Only the lines holding the string "libraries" are needed; copy each of them from the data.

#### [Input material]
== == ==

//! Policy assembly.
//!
//! Ties the pipeline together: load every module, classify it, and for each
//! policy extract annotations, check parameters and resolve libraries into a
//! [`Policy`] record.

use std::path::Path;

use tracing::{debug, info, instrument, warn};

use kanon_core::policy::kind_from_path;
use kanon_core::{Policy, Severity};

use crate::annotations::HeaderAnnotations;
use crate::classifier::classify;
use crate::error::{CompilerError, Result};
use crate::loader::{Loader, LoaderConfig, ModuleSet};
use crate::parameters;
use crate::parser::{RegoModule, Rule};
use crate::resolver::{Resolver, ResolverConfig};

/// Rule whose value is the policy identifier.
pub const POLICY_ID_RULE: &str = "policyID";

/// Configuration for a full compilation.
#[derive(Debug, Clone, Default)]
pub struct CompilerConfig {
    /// Module loading.
    pub loader: LoaderConfig,
    /// Dependency resolution.
    pub resolver: ResolverConfig,
}

impl CompilerConfig {
    /// Creates a configuration with defaults.
    #[must_use]
    pub fn new() -> Self {
        Self::default()
    }

    /// Sets the loader configuration.
    #[must_use]
    pub fn with_loader(mut self, loader: LoaderConfig) -> Self {
        self.loader = loader;
        self
    }

    /// Sets the resolver configuration.
    #[must_use]
    pub fn with_resolver(mut self, resolver: ResolverConfig) -> Self {
        self.resolver = resolver;
        self
    }
}

/// Turns a directory of Rego modules into [`Policy`] records.
///
/// # Examples
///
/// ```rust,no_run
/// use kanon_compiler::{Compiler, CompilerConfig};
///
/// let policies = Compiler::new(CompilerConfig::new())
///     .compile_dir("policies")
///     .unwrap();
///
/// for policy in &policies {
///     println!("{} ({})", policy.kind, policy.severity);
/// }
/// ```
#[derive(Debug, Default)]
pub struct Compiler {
    config: CompilerConfig,
}

impl Compiler {
    /// Creates a compiler.
    #[must_use]
    pub const fn new(config: CompilerConfig) -> Self {
        Self { config }
    }

    /// Returns the compiler configuration.
    #[must_use]
    pub const fn config(&self) -> &CompilerConfig {
        &self.config
    }

    /// Loads `root` and compiles every policy in it.
    ///
    /// # Errors
    ///
    /// Returns the first fatal error; nothing is returned for the rest of
    /// the corpus.
    #[instrument(skip(self), fields(root = %root.as_ref().display()))]
    pub fn compile_dir(&self, root: impl AsRef<Path>) -> Result<Vec<Policy>> {
        let modules = Loader::new(self.config.loader.clone()).load_dir(root)?;
        self.compile(&modules)
    }

    /// Compiles every policy in an already loaded module set, in file order.
    ///
    /// Modules without a `violation` or `warn` rule are libraries and are
    /// skipped.
    ///
    /// # Errors
    ///
    /// Returns the first fatal error.
    pub fn compile(&self, modules: &ModuleSet) -> Result<Vec<Policy>> {
        let resolver = Resolver::new(modules, self.config.resolver.clone());

        let mut policies = Vec::new();
        for module in modules.modules() {
            if let Some(policy) = self.compile_module(module, &resolver)? {
                policies.push(policy);
            }
        }

        info!(
            policies = policies.len(),
            violations = policies.iter().filter(|p| p.severity == Severity::Violation).count(),
            "Compiled policies"
        );
        Ok(policies)
    }

    /// Compiles a single module, or returns `None` for a library.
    ///
    /// # Errors
    ///
    /// Returns an error for malformed annotations, undeclared parameters or
    /// unresolved imports.
    pub fn compile_module(
        &self,
        module: &RegoModule,
        resolver: &Resolver<'_>,
    ) -> Result<Option<Policy>> {
        let file = module.file_name();
        let rule_names = module.rule_names();

        let Some(severity) = classify(&rule_names) else {
            debug!(path = %file, "No violation or warn rule, skipping");
            return Ok(None);
        };
        if kind_from_path(&module.path).is_empty() {
            return Err(CompilerError::MissingKind { file });
        }

        let header = module.header_comments();
        let annotations = HeaderAnnotations::extract(&header)
            .and_then(HeaderAnnotations::resolve)
            .map_err(|e| CompilerError::annotation(&file, e))?;

        parameters::reconcile(module, &annotations.parameters)?;
        let dependencies = resolver.dependencies(module)?;

        for advisory in &annotations.advisories {
            warn!(path = %file, kind = ?advisory.kind, "{}", advisory.message);
        }

        let mut policy = Policy::new(&module.path, &module.source, severity)
            .with_title(annotations.title)
            .with_description(annotations.description)
            .with_enforcement(annotations.enforcement)
            .with_matchers(annotations.matchers);

        policy.package.clone_from(&module.package);
        policy.header_comments = header.into_iter().map(|c| c.text).collect();
        policy.rule_names = rule_names;
        policy.skip_constraint = annotations.skip_constraint;
        policy.skip_template = annotations.skip_template;
        policy.policy_id = module.rule(POLICY_ID_RULE).and_then(Rule::head_value);
        policy.parameters = annotations.parameters;
        policy.annotations = annotations.annotations;
        policy.labels = annotations.labels;
        policy.has_metadata = annotations.has_metadata;
        policy.dependencies = dependencies;
        policy.advisories = annotations.advisories;

        debug!(path = %file, kind = %policy.kind, %severity, "Compiled policy");
        Ok(Some(policy))
    }
}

== == ==

#### [Output]
//! policy extract annotations, check parameters and resolve libraries into a
    /// Modules without a `violation` or `warn` rule are libraries and are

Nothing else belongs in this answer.